The demand was so high they no longer had time to process the healthy fresh ingredients that were good for the customers’ bodies. They needed to feed everyone quickly to keep them happy, so they mass produced with artificial ingredients. Even though many customers remained happy, the food turned out to be unhealthy for them.

 

Netflix works the same way. Netflix is mass producing shows so that people do not run out of content, so that they stay happy. Because of this mass production you no longer have great shows being produced because the focus is no longer to make a great show. Any lousy shows are made so that there is always new content to be watched.

 

There are consequences to every action. Even though McDonald's is still top on the fast food chain, what has happened to the daily customers of McDonald's? Everyday McDonald's customers have become so satisfied with the food that they no longer know what good food tastes like. Maybe I give some people the benefit of the doubt but even those customers are simply satisfied with their happy meal. In a sense they lose their culture. They lose that sense for higher and better things because they have become so content with the food they have been eating, even to the point where they no longer care for healthier better food. It no longer tastes good to them.
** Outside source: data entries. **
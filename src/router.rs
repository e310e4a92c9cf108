use std::sync::Arc;

use crate::catalog::Catalog;
use crate::error::QuizError;
use crate::quiz::Quiz;
use crate::session::{Summary, WordResult};
use crate::sound::SoundPlayer;
use crate::speech::Speaker;

/// Which screen is up. A session only exists while `Playing`.
#[derive(Debug)]
pub enum Screen {
    Home,
    Playing(Quiz),
    Summary(Summary),
}

impl Screen {
    pub fn name(&self) -> &'static str {
        match self {
            Screen::Home => "home",
            Screen::Playing(_) => "playing",
            Screen::Summary(_) => "summary",
        }
    }
}

/// Top-level state machine threading word lists and results between screens.
///
/// ```text
/// Home --start--> Playing --finish/quit--> Summary --play again--> Playing
///   ^                |                        |
///   +----go home-----+--------go home---------+
/// ```
pub struct Router {
    catalog: Arc<Catalog>,
    speaker: Arc<dyn Speaker>,
    sound: Arc<dyn SoundPlayer>,
    screen: Screen,
}

impl Router {
    pub fn new(
        catalog: Arc<Catalog>,
        speaker: Arc<dyn Speaker>,
        sound: Arc<dyn SoundPlayer>,
    ) -> Self {
        Self {
            catalog,
            speaker,
            sound,
            screen: Screen::Home,
        }
    }

    pub fn catalog(&self) -> &Catalog {
        &self.catalog
    }

    pub fn screen(&self) -> &Screen {
        &self.screen
    }

    pub fn screen_mut(&mut self) -> &mut Screen {
        &mut self.screen
    }

    pub fn quiz_mut(&mut self) -> Option<&mut Quiz> {
        match &mut self.screen {
            Screen::Playing(quiz) => Some(quiz),
            Screen::Home | Screen::Summary(_) => None,
        }
    }

    /// Home -> Playing. `None` means a fresh random session over the whole
    /// catalog. An empty selection is refused and the screen does not change.
    pub fn start(&mut self, words: Option<Vec<String>>) -> Result<(), QuizError> {
        let mut quiz = Quiz::new(
            Arc::clone(&self.catalog),
            Arc::clone(&self.speaker),
            Arc::clone(&self.sound),
        );
        quiz.start(words)?;
        self.transition(Screen::Playing(quiz));
        Ok(())
    }

    /// Practice every word starting with `letter`.
    pub fn start_letter(&mut self, letter: char) -> Result<(), QuizError> {
        if !letter.is_ascii_alphabetic() {
            return Err(QuizError::UnknownLetter(letter));
        }
        let words = self.catalog.words_starting_with(letter);
        if words.is_empty() {
            log::info!("no words start with {}", letter.to_ascii_uppercase());
            return Err(QuizError::EmptySelection);
        }
        self.start(Some(words))
    }

    /// The A-Z game: a shuffled sample capped at `cap` words.
    pub fn start_random(&mut self, cap: usize) -> Result<(), QuizError> {
        let size = self.catalog.random_game_size(cap);
        let words = self.catalog.shuffled_sample(size);
        if words.is_empty() {
            return Err(QuizError::EmptySelection);
        }
        self.start(Some(words))
    }

    /// Playing -> Summary, on natural completion or quit.
    pub fn finish(&mut self, results: Vec<WordResult>) {
        self.transition(Screen::Summary(Summary::new(results)));
    }

    /// Quit the running session; the partial results go to the summary.
    pub fn quit(&mut self) {
        let results = match &mut self.screen {
            Screen::Playing(quiz) => quiz.quit(),
            Screen::Home | Screen::Summary(_) => return,
        };
        self.finish(results);
    }

    /// Summary -> Playing with a fresh random session.
    pub fn play_again(&mut self) -> Result<(), QuizError> {
        self.start(None)
    }

    /// Back to Home from anywhere, discarding any session.
    pub fn go_home(&mut self) {
        self.transition(Screen::Home);
    }

    fn transition(&mut self, next: Screen) {
        log::debug!("screen {} -> {}", self.screen.name(), next.name());
        self.screen = next;
    }
}

#[cfg(test)]
mod tests {
    use super::*;
    use crate::quiz::{QuizStatus, CORRECT_FEEDBACK_DELAY};
    use crate::sound::RecordingSound;
    use crate::speech::RecordingSpeaker;
    use assert_matches::assert_matches;
    use std::time::Instant;

    fn router(words: &[&str]) -> Router {
        Router::new(
            Arc::new(Catalog::from_words(words.iter().copied()).unwrap()),
            Arc::new(RecordingSpeaker::new()),
            Arc::new(RecordingSound::new()),
        )
    }

    #[test]
    fn test_initial_screen_is_home() {
        assert_matches!(router(&["cat"]).screen(), Screen::Home);
    }

    #[test]
    fn test_start_with_words_enters_playing() {
        let mut r = router(&["cat", "dog"]);

        r.start(Some(vec!["dog".into()])).unwrap();

        assert_matches!(r.screen(), Screen::Playing(quiz) if quiz.word_list() == ["dog"]);
    }

    #[test]
    fn test_start_letter_without_words_is_refused() {
        let mut r = router(&["cat", "dog"]);

        assert_matches!(r.start_letter('Q'), Err(QuizError::EmptySelection));
        assert_matches!(r.screen(), Screen::Home);
        assert_matches!(r.start_letter('?'), Err(QuizError::UnknownLetter('?')));
    }

    #[test]
    fn test_start_letter_filters_catalog() {
        let mut r = router(&["cat", "cow", "dog"]);

        r.start_letter('c').unwrap();

        assert_matches!(r.screen(), Screen::Playing(quiz) if quiz.word_list() == ["cat", "cow"]);
    }

    #[test]
    fn test_start_random_is_capped() {
        let mut r = router(&["ant", "bee", "cow", "doe"]);

        r.start_random(2).unwrap();

        assert_matches!(r.screen(), Screen::Playing(quiz) if quiz.word_list().len() == 2);
    }

    #[test]
    fn test_finish_moves_results_to_summary() {
        let mut r = router(&["cat", "dog"]);
        r.start(Some(vec!["cat".into(), "dog".into()])).unwrap();
        let t0 = Instant::now();

        let quiz = r.quiz_mut().unwrap();
        quiz.submit_at("cat", t0);
        quiz.poll_at(t0 + CORRECT_FEEDBACK_DELAY);
        quiz.submit_at("dog", t0 + CORRECT_FEEDBACK_DELAY);
        let QuizStatus::Finished(results) = quiz.poll_at(t0 + CORRECT_FEEDBACK_DELAY * 2) else {
            panic!("session should have finished");
        };
        r.finish(results);

        assert_matches!(r.screen(), Screen::Summary(s) if s.score() == 2 && s.total() == 2);
    }

    #[test]
    fn test_quit_carries_partial_results() {
        let mut r = router(&["ant", "bee", "cow"]);
        r.start(Some(vec!["ant".into(), "bee".into(), "cow".into()]))
            .unwrap();
        let t0 = Instant::now();
        let quiz = r.quiz_mut().unwrap();
        quiz.submit_at("ant", t0);
        quiz.poll_at(t0 + CORRECT_FEEDBACK_DELAY);

        r.quit();

        assert_matches!(r.screen(), Screen::Summary(s) if s.total() == 1);
    }

    #[test]
    fn test_play_again_starts_fresh_random_session() {
        let mut r = router(&["ant", "bee", "cow"]);
        r.finish(Vec::new());

        r.play_again().unwrap();

        assert_matches!(r.screen(), Screen::Playing(quiz) if quiz.word_list().len() == 3 && quiz.results().is_empty());
    }

    #[test]
    fn test_go_home_discards_session() {
        let mut r = router(&["cat"]);
        r.start(None).unwrap();

        r.go_home();
        assert_matches!(r.screen(), Screen::Home);
        assert!(r.quiz_mut().is_none());

        r.finish(Vec::new());
        r.go_home();
        assert_matches!(r.screen(), Screen::Home);
    }

    #[test]
    fn test_quit_outside_playing_is_ignored() {
        let mut r = router(&["cat"]);

        r.quit();

        assert_matches!(r.screen(), Screen::Home);
    }
}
They begin devouring any food that Chef Ramsay would spit on the floor.

 

Unfortunately, this mass production McDonald's effect works the same with Netflix. We start with great shows but when we quickly run out of them, we'll watch anything and everything Netflix puts out. We lose our touch with and sense for good film and great TV shows because we have been filling our minds with the happy meals of Netflix. We are content and remain very satisfied with these shows that great film directors and critics would scoff at.

 

How can we recover and regain in a sense our culture? Well if you are a daily McDonald's goer and have noticed that your diet has been anything and everything that looks unhealthy, it is probably time for a strict diet. Balance yourself, stay away from unhealthy meals and throw in some exercise. For Netflixers, including myself, we need to be moderate in what we watch and maybe investigate what we are watching. Also, we shouldn't binge watch the great shows because then we will finish them fast and be tempted to go on to any lousy show we see on our recommended list. Chef Ramsay says: “Rude staff, bad lighting, and dirty bathrooms are all signs of a bad restaurant, and a good reason to leave a restaurant!”. We need to investigate the shows we watch and have a criterion for them. Chef Ramsay has his criterion for restaurants so that he knows when to run out of them. We need to have some criterion for the shows we watch so that we know when to turn them off in an effort to preserve in us what culture is left.